Чтение онлайн

ЖАНРЫ

Планета–тайга: Я живу в заонежской тайге. В медвежьем краю
Шрифт:

Лицо у Петра рябое… Рябины на лице вызывают из памяти рассказ, как Петька Мушаров по наущению местных шутников набрал дегтю и решил избавиться от оспин… Мазался дегтем он где-то за мельницей, потихоньку. Оспины не прошли, но матери пришлось долго отмывать волосы сына… Матери уже нет. Сейчас она совсем недалеко отсюда, над грустным и глубоким в своих еловых берегах Часовенным озером. Часовенное иногда зовут еще и Погостским. Над озером на крутом холме растут высокие древние ели. Вокруг елей только пашни и пожни, и от этого деревья кажутся еще выше и торжественней… В торжественной тишине вечного покоя молчит кладбище. И то ли от самого погоста, то ли от таинственно–спокойной тишины озеро будит глубокую веру в вечную память живших до нас…
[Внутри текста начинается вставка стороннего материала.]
//! Persistent storage for the monitored device list.
//!
//! Devices are stored as a pretty-printed JSON array. The file is rewritten
//! through a temporary sibling and renamed into place, so a crash mid-write
//! leaves the previous list intact.

use std::collections::HashSet;
use std::path::{Path, PathBuf};

use thiserror::Error;
use tracing::{debug, warn};

use crate::device::MonitoredDevice;

const DEVICES_FILE: &str = "devices.json";

/// Errors from reading or writing the device store.
#[derive(Debug, Error)]
pub enum StoreError {
    /// The store file could not be read.
    #[error("failed to read {}: {source}", path.display())]
    ReadError {
        /// File path.
        path: PathBuf,
        /// Underlying error.
        source: std::io::Error,
    },

    /// The store file could not be written.
    #[error("failed to write {}: {source}", path.display())]
    WriteError {
        /// File path.
        path: PathBuf,
        /// Underlying error.
        source: std::io::Error,
    },

    /// The store file is not valid JSON.
    #[error("failed to parse {}: {source}", path.display())]
    ParseError {
        /// File path.
        path: PathBuf,
        /// Underlying error.
        source: serde_json::Error,
    },

    /// The device list could not be serialized.
    #[error("failed to serialize devices: {0}")]
    SerializeError(#[from] serde_json::Error),

    /// The data directory could not be created.
    #[error("failed to create directory {}: {source}", path.display())]
    CreateDirError {
        /// Directory path.
        path: PathBuf,
        /// Underlying error.
        source: std::io::Error,
    },

    /// The same device id appears twice.
    #[error("duplicate device id: {0}")]
    DuplicateDevice(String),
}

/// Result type for store operations.
pub type StoreResult<T> = std::result::Result<T, StoreError>;

/// File-backed store for [`MonitoredDevice`]s.
#[derive(Debug, Clone)]
pub struct DeviceStore {
    data_dir: PathBuf,
}

impl DeviceStore {
    /// Create a store rooted at `data_dir`.
    #[must_use]
    pub const fn new(data_dir: PathBuf) -> Self {
        Self { data_dir }
    }

    /// Path of the device list file.
    #[must_use]
    pub fn devices_path(&self) -> PathBuf {
        self.data_dir.join(DEVICES_FILE)
    }

    /// Loads the device list; a missing file is an empty list. Repeated ids
    /// keep their first entry.
    ///
    /// # Errors
    ///
    /// Returns an error if the file exists but cannot be read or parsed.
    pub fn load(&self) -> StoreResult<Vec<MonitoredDevice>> {
        let path = self.devices_path();
        if !path.exists() {
            debug!(path = %path.display(), "no device store yet");
            return Ok(Vec::new());
        }

        let content = std::fs::read_to_string(&path).map_err(|source| StoreError::ReadError {
            path: path.clone(),
            source,
        })?;
        let devices: Vec<MonitoredDevice> = serde_json::from_str(&content)
            .map_err(|source| StoreError::ParseError { path, source })?;

        Ok(dedupe(devices))
    }

    /// Replaces the stored device list.
    ///
    /// # Errors
    ///
    /// Returns an error if the list has duplicate ids or cannot be written.
    pub fn save(&self, devices: &[MonitoredDevice]) -> StoreResult<()> {
        ensure_unique(devices)?;
        create_dir(&self.data_dir)?;

        let path = self.devices_path();
        let tmp = path.with_extension("json.tmp");
        let content = serde_json::to_string_pretty(devices)?;

        std::fs::write(&tmp, content).map_err(|source| StoreError::WriteError {
            path: tmp.clone(),
            source,
        })?;
        std::fs::rename(&tmp, &path).map_err(|source| StoreError::WriteError { path, source })?;

        debug!(count = devices.len(), "saved monitored devices");
        Ok(())
    }
}

fn ensure_unique(devices: &[MonitoredDevice]) -> StoreResult<()> {
    let mut seen = HashSet::with_capacity(devices.len());
    for device in devices {
        if !seen.insert(&device.id) {
            return Err(StoreError::DuplicateDevice(device.id.to_string()));
        }
    }
    Ok(())
}

fn dedupe(devices: Vec<MonitoredDevice>) -> Vec<MonitoredDevice> {
    let mut seen = HashSet::with_capacity(devices.len());
    devices
        .into_iter()
        .filter(|device| {
            let first = seen.insert(device.id.clone());
            if !first {
                warn!(device = %device.id, name = %device.name, "dropping duplicate stored device");
            }
            first
        })
        .collect()
}

fn create_dir(path: &Path) -> StoreResult<()> {
    std::fs::create_dir_all(path).map_err(|source| StoreError::CreateDirError {
        path: path.to_path_buf(),
        source,
    })
}

/// Returns the default data directory: the user's data directory
/// (`~/.local/share/umbra/` on Linux).
#[must_use]
pub fn default_data_dir() -> PathBuf {
    directories::ProjectDirs::from("", "", "umbra")
        .map(|dirs| dirs.data_dir().to_path_buf())
        .unwrap_or_else(|| PathBuf::from("./data"))
}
Над этим озером и мать Петра, и дед Писарь, и дед Комиссар, которые раньше жили здесь, на нашей земле… Я знаю это точно. Иногда Васька притаскивает

с озера рыбину и находит в ней старый, поржавевший крючок. Крючки эти особенные — их искусно делали старики. У каждого старика была своя рука. И теперь, пластая щук, Васька точно определяет, кому из живших до нас могла бы принадлежать рыбина, которая теперь досталась потомкам…

Сегодня на землю дедки Писаря и дедки Комиссара приехали новые люди, приехали косить сено. Трактор с санями прибыл уже к утру, по дороге гатили топи, валили лес, топили сани и трактор, но все-таки прошли. Трактор пришел грязный и измученный, зло полоснул последний раз фарой по стенам изб, вызвал к себе пастухов и тут же замолк, будто сразу заснул, насмерть устав после двенадцати часов коричневой грязи… Но люди еще не спали, они таскали ящики с продуктами, свозили с саней косилку и конные грабли, стягивали с себя мокрую одежду и молча, без нервозности ждали того часа, когда все будет разложено, высушено, проверено и приготовлено к завтрашней работе… Завтра работа, работа целый день без нарядов, без обеденного перерыва. А сейчас после дороги, которую приходится проходить не каждый день, наверное, надо как-то провести черту между старым и началом нового… А как? Лечь отдохнуть? А сколько надо отдыхать после ночной борьбы с болотами? А если по–настоящему отдохнуть не хватит времени?

Да, мы сегодня пьем, пьем в лесу, на Севере, в России.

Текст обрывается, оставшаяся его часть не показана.